Licencias: mecanismo de control a largo plazo

Un reciente informe de Energy News, titulado “Elecciones venezolanas: impacto en las sanciones petroleras”, revela que, pese al potencial electoral de la oposición venezolana, Washington no tiene intenciones de levantar las sanciones petroleras y prefiere mantener un enfoque basado en licencias específicas para cada empresa.

A primera vista, pudiera tratarse de un asunto meramente coyuntural, pero en realidad, lejos de ser temporales, parecen estar diseñadas para establecer una tutela económica a largo plazo sobre el país, más allá de los resultados que puedan arrojar las próximas elecciones y de quién ocupe el poder en Miraflores.

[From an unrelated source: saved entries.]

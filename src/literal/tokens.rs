//! LiteralToken Module
//!
//! セルリテラルの字句解析（トークン化）を提供します。

use super::LiteralError;

/// リテラルトークン
#[derive(Debug, Clone, PartialEq)]
pub(crate) enum LiteralToken {
    /// `[`
    LBracket,
    /// `]`
    RBracket,
    /// `(`
    LParen,
    /// `)`
    RParen,
    /// `{`
    LBrace,
    /// `}`
    RBrace,
    /// `,`
    Comma,
    /// `:`
    Colon,
    /// `+`
    Plus,
    /// `-`
    Minus,
    /// 整数リテラル（例: `42`, `0x1F`, `1_000`）
    Int(i64),
    /// 浮動小数点数リテラル（例: `1.5`, `.5`, `1e-3`）
    Float(f64),
    /// 文字列リテラル（例: `'a.txt'`, `"b"`）
    Str(String),
    /// 識別子（`True` / `False` / `None`のみ意味を持つ）
    Ident(String),
}

/// 位置情報付きトークン
#[derive(Debug, Clone, PartialEq)]
pub(crate) struct Spanned {
    pub token: LiteralToken,
    /// 入力文字列中のバイト位置
    pub pos: usize,
}

/// 字句解析器
pub(crate) struct Lexer<'a> {
    chars: std::iter::Peekable<std::str::CharIndices<'a>>,
    source: &'a str,
}

impl<'a> Lexer<'a> {
    pub fn new(source: &'a str) -> Self {
        Self {
            chars: source.char_indices().peekable(),
            source,
        }
    }

    /// 入力全体をトークン列に変換
    pub fn tokenize(mut self) -> Result<Vec<Spanned>, LiteralError> {
        let mut tokens = Vec::new();

        while let Some(&(pos, ch)) = self.chars.peek() {
            let token = match ch {
                c if c.is_whitespace() => {
                    self.chars.next();
                    continue;
                }
                '[' => self.single(LiteralToken::LBracket),
                ']' => self.single(LiteralToken::RBracket),
                '(' => self.single(LiteralToken::LParen),
                ')' => self.single(LiteralToken::RParen),
                '{' => self.single(LiteralToken::LBrace),
                '}' => self.single(LiteralToken::RBrace),
                ',' => self.single(LiteralToken::Comma),
                ':' => self.single(LiteralToken::Colon),
                '+' => self.single(LiteralToken::Plus),
                '-' => self.single(LiteralToken::Minus),
                '\'' | '"' => self.string(pos, ch)?,
                c if c.is_ascii_digit() || c == '.' => self.number(pos)?,
                c if c.is_alphabetic() || c == '_' => self.ident(),
                other => {
                    return Err(LiteralError::new(
                        pos,
                        format!("unexpected character '{}'", other),
                    ))
                }
            };
            tokens.push(Spanned { token, pos });
        }

        Ok(tokens)
    }

    fn single(&mut self, token: LiteralToken) -> LiteralToken {
        self.chars.next();
        token
    }

    fn ident(&mut self) -> LiteralToken {
        let mut name = String::new();
        while let Some(&(_, c)) = self.chars.peek() {
            if c.is_alphanumeric() || c == '_' {
                name.push(c);
                self.chars.next();
            } else {
                break;
            }
        }
        LiteralToken::Ident(name)
    }

    /// 文字列リテラル（単一引用符・二重引用符、バックスラッシュエスケープ対応）
    fn string(&mut self, start: usize, quote: char) -> Result<LiteralToken, LiteralError> {
        self.chars.next();
        let mut text = String::new();

        loop {
            let Some((pos, c)) = self.chars.next() else {
                return Err(LiteralError::new(start, "unterminated string"));
            };
            match c {
                c if c == quote => return Ok(LiteralToken::Str(text)),
                '\n' => return Err(LiteralError::new(pos, "newline in string")),
                '\\' => self.escape(pos, &mut text)?,
                other => text.push(other),
            }
        }
    }

    fn escape(&mut self, pos: usize, text: &mut String) -> Result<(), LiteralError> {
        let Some((_, c)) = self.chars.next() else {
            return Err(LiteralError::new(pos, "unterminated escape"));
        };
        match c {
            'n' => text.push('\n'),
            't' => text.push('\t'),
            'r' => text.push('\r'),
            '0' => text.push('\0'),
            '\\' | '\'' | '"' => text.push(c),
            '\n' => {}
            'x' => text.push(self.hex_escape(pos, 2)?),
            'u' => text.push(self.hex_escape(pos, 4)?),
            'U' => text.push(self.hex_escape(pos, 8)?),
            // 未知のエスケープはバックスラッシュごと保持
            other => {
                text.push('\\');
                text.push(other);
            }
        }
        Ok(())
    }

    fn hex_escape(&mut self, pos: usize, digits: usize) -> Result<char, LiteralError> {
        let mut code = 0u32;
        for _ in 0..digits {
            let digit = self
                .chars
                .next()
                .and_then(|(_, c)| c.to_digit(16))
                .ok_or_else(|| LiteralError::new(pos, "truncated hex escape"))?;
            code = code * 16 + digit;
        }
        char::from_u32(code).ok_or_else(|| LiteralError::new(pos, "invalid code point"))
    }

    /// 数値リテラル
    ///
    /// 10進整数・浮動小数点数に加え、`0x`/`0o`/`0b`接頭辞と桁区切りの`_`を受け付けます。
    fn number(&mut self, start: usize) -> Result<LiteralToken, LiteralError> {
        let mut end = start;
        while let Some(&(pos, c)) = self.chars.peek() {
            let exponent_sign = (c == '+' || c == '-')
                && matches!(self.source[start..pos].chars().last(), Some('e' | 'E'))
                && !is_prefixed(&self.source[start..pos]);
            if c.is_ascii_alphanumeric() || c == '.' || c == '_' || exponent_sign {
                self.chars.next();
                end = pos + c.len_utf8();
            } else {
                break;
            }
        }

        let text = &self.source[start..end];
        parse_number(text).ok_or_else(|| {
            LiteralError::new(start, format!("invalid number literal '{}'", text))
        })
    }
}

fn is_prefixed(text: &str) -> bool {
    let lower = text.to_ascii_lowercase();
    lower.starts_with("0x") || lower.starts_with("0o") || lower.starts_with("0b")
}

/// 数値リテラル文字列を解析
fn parse_number(text: &str) -> Option<LiteralToken> {
    if text == "." {
        return None;
    }
    if !valid_underscores(text) {
        return None;
    }
    let cleaned: String = text.chars().filter(|&c| c != '_').collect();
    let lower = cleaned.to_ascii_lowercase();

    for (prefix, radix) in [("0x", 16), ("0o", 8), ("0b", 2)] {
        if let Some(digits) = lower.strip_prefix(prefix) {
            return i64::from_str_radix(digits, radix).ok().map(LiteralToken::Int);
        }
    }

    if lower.chars().all(|c| c.is_ascii_digit()) {
        // 先頭ゼロの10進整数は不正（"0", "00"は可）
        if lower.len() > 1 && lower.starts_with('0') && lower.chars().any(|c| c != '0') {
            return None;
        }
        return lower.parse::<i64>().ok().map(LiteralToken::Int);
    }

    // 複素数（"1j"）や"inf"などは受け付けない
    if lower
        .chars()
        .any(|c| !(c.is_ascii_digit() || c == '.' || c == 'e' || c == '+' || c == '-'))
    {
        return None;
    }
    lower.parse::<f64>().ok().map(LiteralToken::Float)
}

/// `_`は数字の間にのみ許可
fn valid_underscores(text: &str) -> bool {
    let chars: Vec<char> = text.chars().collect();
    chars.iter().enumerate().all(|(i, &c)| {
        c != '_'
            || (i > 0
                && i + 1 < chars.len()
                && chars[i - 1].is_ascii_hexdigit()
                && chars[i + 1].is_ascii_hexdigit())
    })
}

En otras palabras, las sanciones petroleras están siendo concebidas como una herramienta de control de las actividades económicas y políticas que trasciende gobiernos y ciclos electorales. Washington ha encontrado en las licencias una manera de mantener un control estratégico sobre las palancas de la economía venezolana.

Los alivios recientemente otorgados reflejan una política a largo plazo. Sanciones y licencias se utilizan como un medio permanente de supervisión y gobernanza, que en el futuro se aplicaría con intensidad y visibilidad variable, pero sin desistir de su uso.

LICENCIAS ESPECÍFICAS
Desde la administración de Donald Trump hasta la de Joe Biden, la política de sanciones de Estados Unidos hacia Venezuela ha mantenido continuidad. Aunque las tácticas pueden haber variado, el objetivo estratégico sigue siendo el mismo: mantener una presión económica sostenida para forzar un realineamiento geopolítico del país. En función de esto, Washington ha optado por un enfoque basado en licencias específicas para regular las operaciones petroleras en Venezuela. Este mecanismo le permite ejercer una fiscalización constante sobre la producción y exportación de crudo, principal fuente de ingresos del país.

BENEFICIOS ESPECÍFICOS
Las licencias han permitido a la administración Biden no solo a moderar los precios de la gasolina en Estados Unidos, sino también impedir que Venezuela pueda beneficiarse plenamente de sus recursos. Al mismo tiempo, han evitado que la Casa Blanca parezca demasiado conciliadora con Venezuela
Además, las licencias específicas permiten a Estados Unidos gestionar el destino de las exportaciones de petróleo venezolano. Por ejemplo, se ha favorecido la exportación de crudo a Estados Unidos en lugar de a China, lo que beneficia al mercado interno estadounidense.

ALIVIOS PERMANENTES
Los “alivios” de sanciones por medio de licencias actúan como medidas paliativas que pueden reducir temporalmente la intensidad del conflicto y mejoran las condiciones de vida de la población. Sin embargo, cuando esos alivios están diseñados como promesas condicionadas para ejercer presión y chantajear de manera permanente, se convierten en una herramienta política que prolonga el conflicto en lugar de resolverlo.

Utilizados como herramienta de presión, los alivios pueden generar frustración y socavar la posibilidad de un acuerdo duradero, que puede perpetuar un ciclo de represalias y contramedidas que dificulta cualquier intento genuino de encontrar una solución negociada. Además, los alivios temporales y condicionados obstaculizan la recuperación económica, generan inestabilidad financiera, se convierten en una forma de tutela permanente y debilitan la soberanía del país.

TUTELA PERMANENTE
Las licencias emitidas hasta ahora actúan como un mecanismo de control a largo plazo. Permiten a Estados Unidos decidir sobre la producción petrolera venezolana y, por lo tanto, su influencia en el mercado global de hidrocarburos. Estas licencias vienen acompañadas de condiciones y restricciones que limitan las actividades de las empresas y su impacto en la economía venezolana.

La reciente emisión de la licencia temporal GL 44A, que permite transacciones específicas en el sector de petróleo y gas venezolano, ejemplifica cómo estas medidas están concebidas para ejercer una tutela económica sobre Venezuela. Estados Unidos puede ajustar el grado de restricciones o alivio según sus intereses. El propósito es que sea la OFAC la que decida, en lugar del Estado venezolano, qué empresas pueden operar en Venezuela y cuál es el ritmo de crecimiento de la producción.

Superar esa política orientada a tutelar a Venezuela por medio de licencias es un asunto de interés nacional, que debe unir a los venezolanos más allá del proceso electoral.